In our study, adolescents with ASC did not differ from controls in terms of functional asymmetry (handedness), but neuroanatomically they showed reversed patterns of the associations between the posterior midbody and anterior midbody and handedness on the one hand, and between the isthmus and executive function on the other hand. Most neuroanatomical asymmetry measures indicated that rightward lateralization was associated with stronger symptom severity. We could not compare these findings to the sibling or control group since they were based on symptoms only present in autism. Thus, for this result, we cannot establish whether the underlying neuroanatomical alteration is of qualitative or quantitative nature.

As seen in the isthmus and rostrum, we could not fully support the left hemisphere dysfunction theory, as we did not find a consistent picture of that cognitive disadvantage was restricted to rightward lateralization. An important question for future research consequently is whether the left hemisphere dysfunction theory of autism is too broad an approach and whether depending on the region being investigated, different patterns of lateralization might be beneficial.
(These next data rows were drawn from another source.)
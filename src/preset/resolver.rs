//! Effective-default resolution.
//!
//! Precedence, checked strictly in order:
//!
//! 1. the user's default preset for the pattern,
//! 2. the factory default preset for the pattern,
//! 3. the pattern's built-in control defaults.
//!
//! A failure at any tier is logged and treated as "not found". Resolution
//! itself never fails.
//!
//! The factory fetch has no timeout. Bundled and on-disk sources complete
//! immediately; callers awaiting a slower source can race the future against
//! their own runtime's timer or simply drop it.

use super::factory::{FactoryPresets, FactorySource};
use super::storage::Storage;
use super::store::PresetStore;
use super::{ParamMap, PatternPreset};
use crate::pattern::PatternDefinition;

/// Outcome of resolving a pattern's default.
#[derive(Clone, Debug, PartialEq)]
pub enum EffectiveDefault {
    /// The user marked this preset as their default.
    User(PatternPreset),
    /// The factory bundle's default for the pattern.
    Factory(PatternPreset),
    /// No preset applies; use the pattern's own defaults.
    PatternDefaults,
}

impl EffectiveDefault {
    pub fn preset(&self) -> Option<&PatternPreset> {
        match self {
            EffectiveDefault::User(p) | EffectiveDefault::Factory(p) => Some(p),
            EffectiveDefault::PatternDefaults => None,
        }
    }

    pub fn into_preset(self) -> Option<PatternPreset> {
        match self {
            EffectiveDefault::User(p) | EffectiveDefault::Factory(p) => Some(p),
            EffectiveDefault::PatternDefaults => None,
        }
    }

    /// Short label for the tier that won.
    pub fn source(&self) -> &'static str {
        match self {
            EffectiveDefault::User(_) => "user",
            EffectiveDefault::Factory(_) => "factory",
            EffectiveDefault::PatternDefaults => "pattern",
        }
    }

    /// Control values this default produces for `pattern`.
    pub fn values(&self, pattern: &PatternDefinition) -> ParamMap {
        match self.preset() {
            Some(preset) => pattern.apply(preset),
            None => pattern.default_values(),
        }
    }
}

/// Resolves effective defaults against a user store and a factory bundle.
pub struct PresetResolver<'a, S, F> {
    store: &'a PresetStore<S>,
    factory: &'a FactoryPresets<F>,
}

impl<'a, S: Storage, F: FactorySource> PresetResolver<'a, S, F> {
    pub fn new(store: &'a PresetStore<S>, factory: &'a FactoryPresets<F>) -> Self {
        Self { store, factory }
    }

    /// Resolve which tier supplies `pattern_id`'s defaults.
    pub async fn resolve(&self, pattern_id: &str) -> EffectiveDefault {
        match self.store.user_default(pattern_id) {
            Ok(Some(preset)) => return EffectiveDefault::User(preset),
            Ok(None) => {}
            Err(e) => log::warn!("User default lookup for {:?} failed: {}", pattern_id, e),
        }

        match self.factory.default_for(pattern_id).await {
            Ok(Some(preset)) => EffectiveDefault::Factory(preset),
            Ok(None) => EffectiveDefault::PatternDefaults,
            Err(e) => {
                log::warn!("Factory default lookup for {:?} failed: {}", pattern_id, e);
                EffectiveDefault::PatternDefaults
            }
        }
    }

    /// The preset that should populate `pattern_id`, or `None` to use the
    /// pattern's own defaults.
    pub async fn effective_default(&self, pattern_id: &str) -> Option<PatternPreset> {
        self.resolve(pattern_id).await.into_preset()
    }

    /// [`effective_default`](Self::effective_default) driven to completion on
    /// the current thread.
    pub fn effective_default_blocking(&self, pattern_id: &str) -> Option<PatternPreset> {
        pollster::block_on(self.effective_default(pattern_id))
    }

    /// Control values for `pattern` after resolution.
    pub async fn effective_values(&self, pattern: &PatternDefinition) -> ParamMap {
        self.resolve(&pattern.id).await.values(pattern)
    }
}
As siblings did not show a similar pattern to the autism group in handedness and were not significantly different from controls in terms of callosal asymmetry (based on handedness) and executive function (based on callosal asymmetry), we suggest that atypical asymmetry may be a marker of the condition itself rather than of a familial risk in the broader phenotype.

In this study we only had sufficient numbers of male participants and therefore could not assess whether similar findings are present in females with ASC.

We only measured the asymmetry of the corpus callosum, however its topographic organization indirectly implicates other cortical areas as potentially contributing to the neuroanatomical basis of autism. As it also includes heterotopic callosal connections to non-corresponding cortical areas, future work should relate asymmetry measures of other brain regions to cognitive functions and symptom severity in autism.